2014: a year of economic rebalancing
Thanks to a subscriber for this interesting report by Michael Spenser for Deutsche Bank which may be of interest to subscribers. Here is a section:
In recent weeks, investors have been treated to a litany of bad news from China: disappointing Jan-Feb economic data, the first ever default in the domestic bond market and another default in the trust sector. With slowing money supply and credit growth, fears of a ‘hard landing’ or systemic crisis have been re-ignited. We remain of the view that such concerns are exaggerated. The increasing profile given to credit events reflects, we think, a desire to educate depositors about risk more than a genuine increase in risk.
Nevertheless, the weaker economic data cannot be ignored and we have revised down our forecast for 2014 GDP growth to 7.8% from 8.6% previously and our CPI inflation forecast to 2.2% from 3.7% previously. This represents a mild pickup in growth in 2014 in both real and nominal terms relative to 2013, albeit less dramatic than we previously expected.
We estimate that the Jan-Feb data are consistent with GDP growth slowing to about 7.4%yoy in Q1 from 7.7% in Q4. With growth slowing towards the bottom of the government’s 7%-8% comfort zone, this weakening momentum is likely to elicit a policy response. The decline in interbank rates in recent weeks may be the initial monetary component of this stimulus. Recent approvals of RMB142bn in government investment for five railway projects may be the beginning of the fiscal component. We think the government may also seek to accelerate growth-enhancing reforms, especially liberalization of private investment.

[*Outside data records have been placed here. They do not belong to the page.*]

//! Ordering rules for heaps
//!
//! A [`Comparator`] decides which of two elements has priority. Heaps in this
//! crate are min-heaps over their comparator: the element that compares
//! `Less` than every other comes out first.
//!
//! Provided rules:
//!
//! - [`Natural`]: the type's own `Ord` (ascending, smallest first). Default.
//! - [`Reversed`]: flips another comparator (largest first).
//! - [`FloatOrder`]: total order over `f32`/`f64` that refuses NaN.
//! - Any `Fn(&T, &T) -> Ordering` closure or function.
//!
//! # Example
//!
//! ```rust
//! use comparator_heap::compare::{by_key, Reversed, Natural};
//! use comparator_heap::PriorityQueue;
//!
//! let mut max_first: PriorityQueue<i32, _> = PriorityQueue::with_comparator(Reversed(Natural));
//! max_first.extend([3, 9, 4]);
//! assert_eq!(max_first.pop(), Some(9));
//!
//! let mut by_len = PriorityQueue::with_comparator(by_key(|s: &&str| s.len()));
//! by_len.extend(["ccc", "a", "bb"]);
//! assert_eq!(by_len.pop(), Some("a"));
//! ```

use std::cmp::Ordering;

/// A total preorder over `T` used for every structural decision of a heap
///
/// Implementations must stay consistent for the whole lifetime of the heap
/// they are installed in. A comparator that changes its answers while
/// elements are stored leaves the heap in an unspecified (but memory-safe)
/// order.
pub trait Comparator<T: ?Sized> {
    /// Compares two elements; `Less` means `a` has priority over `b`
    fn compare(&self, a: &T, b: &T) -> Ordering;

    /// Returns false for values that have no place in this order
    ///
    /// Heaps refuse such values with
    /// [`HeapError::InvalidArgument`](crate::HeapError::InvalidArgument).
    /// The default admits everything.
    fn admits(&self, _value: &T) -> bool {
        true
    }
}

/// Natural ascending order of an `Ord` type
#[derive(Debug, Clone, Copy, Default, PartialEq, Eq, Hash)]
pub struct Natural;

impl<T: Ord + ?Sized> Comparator<T> for Natural {
    #[inline]
    fn compare(&self, a: &T, b: &T) -> Ordering {
        a.cmp(b)
    }
}

/// Reverses the wrapped comparator, turning a min-heap into a max-heap
///
/// Admission is delegated unchanged.
#[derive(Debug, Clone, Copy, Default, PartialEq, Eq, Hash)]
pub struct Reversed<C>(pub C);

impl<T: ?Sized, C: Comparator<T>> Comparator<T> for Reversed<C> {
    #[inline]
    fn compare(&self, a: &T, b: &T) -> Ordering {
        self.0.compare(b, a)
    }

    #[inline]
    fn admits(&self, value: &T) -> bool {
        self.0.admits(value)
    }
}

/// Ascending order for floating point values
///
/// NaN is refused. Among admitted values the order is IEEE 754 `totalOrder`,
/// so `-0.0` sorts before `0.0`.
#[derive(Debug, Clone, Copy, Default, PartialEq, Eq, Hash)]
pub struct FloatOrder;

impl Comparator<f64> for FloatOrder {
    #[inline]
    fn compare(&self, a: &f64, b: &f64) -> Ordering {
        a.total_cmp(b)
    }

    #[inline]
    fn admits(&self, value: &f64) -> bool {
        !value.is_nan()
    }
}

impl Comparator<f32> for FloatOrder {
    #[inline]
    fn compare(&self, a: &f32, b: &f32) -> Ordering {
        a.total_cmp(b)
    }

    #[inline]
    fn admits(&self, value: &f32) -> bool {
        !value.is_nan()
    }
}

impl<T: ?Sized, F> Comparator<T> for F
where
    F: Fn(&T, &T) -> Ordering,
{
    #[inline]
    fn compare(&self, a: &T, b: &T) -> Ordering {
        self(a, b)
    }
}

/// Builds a comparator ordering elements by an extracted key
pub fn by_key<T, K, F>(key: F) -> impl Fn(&T, &T) -> Ordering + Clone
where
    K: Ord,
    F: Fn(&T) -> K + Clone,
{
    move |a: &T, b: &T| key(a).cmp(&key(b))
}

#[cfg(test)]
mod tests {
    use super::*;

    #[test]
    fn test_natural() {
        assert_eq!(Natural.compare(&1, &2), Ordering::Less);
        assert_eq!(Natural.compare("b", "a"), Ordering::Greater);
        assert!(Comparator::<i32>::admits(&Natural, &i32::MIN));
    }

    #[test]
    fn test_reversed() {
        let cmp = Reversed(Natural);
        assert_eq!(cmp.compare(&1, &2), Ordering::Greater);
        assert_eq!(cmp.compare(&2, &2), Ordering::Equal);
    }

    #[test]
    fn test_float_order_refuses_nan() {
        assert!(!FloatOrder.admits(&f64::NAN));
        assert!(!FloatOrder.admits(&f32::NAN));
        assert!(FloatOrder.admits(&f64::INFINITY));
        assert!(!Reversed(FloatOrder).admits(&f64::NAN));
        assert_eq!(FloatOrder.compare(&-0.0f64, &0.0), Ordering::Less);
        assert_eq!(FloatOrder.compare(&1.5f64, &-3.0), Ordering::Greater);
    }

    #[test]
    fn test_closure() {
        let cmp = |a: &i32, b: &i32| b.cmp(a);
        assert_eq!(cmp.compare(&1, &2), Ordering::Greater);
        assert!(cmp.admits(&0));
    }

    #[test]
    fn test_by_key() {
        let cmp = by_key(|pair: &(u32, &str)| pair.0);
        assert_eq!(cmp.compare(&(1, "z"), &(2, "a")), Ordering::Less);
        assert_eq!(cmp.compare(&(2, "z"), &(2, "a")), Ordering::Equal);
    }
}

But we expect any stimulus to be very modest. The slowdown is largely the outcome of the government’s efforts to rebalance the economy’s structure and senior policymakers have frequently noted that rebalancing is likely to depress activity in the near term. What they will seek to do is to support growth to prevent an increase in financial risks and to ensure adequate employment growth. Aggressive monetary stimulus could, to be sure, boost growth rapidly, but at the cost of the rebalancing agenda. So the reform agenda constrains the policy response in some ways but also shapes the response towards accelerated liberalization in a bid to support growth through means other than traditional stimulus.
We think Q1 is likely to be the trough for growth this cycle, then, in part because we see a policy response aimed at providing a little stimulus. More important, though, we expect the external sector to re-emerge for the first time in four years as a source of growth in the economy. Exports grew at an annualized rate of about 17% over the last six months of 2013 and we expect that as US activity recovers from its winter chill the apparent pause in Chinese export momentum so far this year will be replaced by renewed growth. We look for net exports to contribute about 0.6ppts to GDP growth this year, a forecast that we view as conservative.
Here is a link to the full report.
Two clear results of the People’s Congress have been a willingness to allow systemically unimportant companies declare bankruptcy and to allow the Yuan to weaken. In many respects these two policies are intertwined. If the administration is to cut off funding to failing entities it will need the manufacturing sector to return to being a central performer in the country’s growth engine. A weaker currency would certainly help in that objective.
Last week’s announcement that companies will be able to issue preferred shares has been particularly welcomed by the banking sector and Hong Kong listed shares bounced impressively this week. Bank of China (Est P/E 5.04, DY 7.18%) retested its June low last week and posted its largest upward dynamic in at least the last 9 months this week to break the short-term progression of lower rally highs.
I clicked through the constituents of the Hang Seng and China Enterprises Index (H-Shares) this morning in order to get a feel for how the market is performing. The most common pattern is of state owned enterprises i.e. banks, builders, energy companies bouncing from previous areas of support and beginning to unwind short-term oversold conditions.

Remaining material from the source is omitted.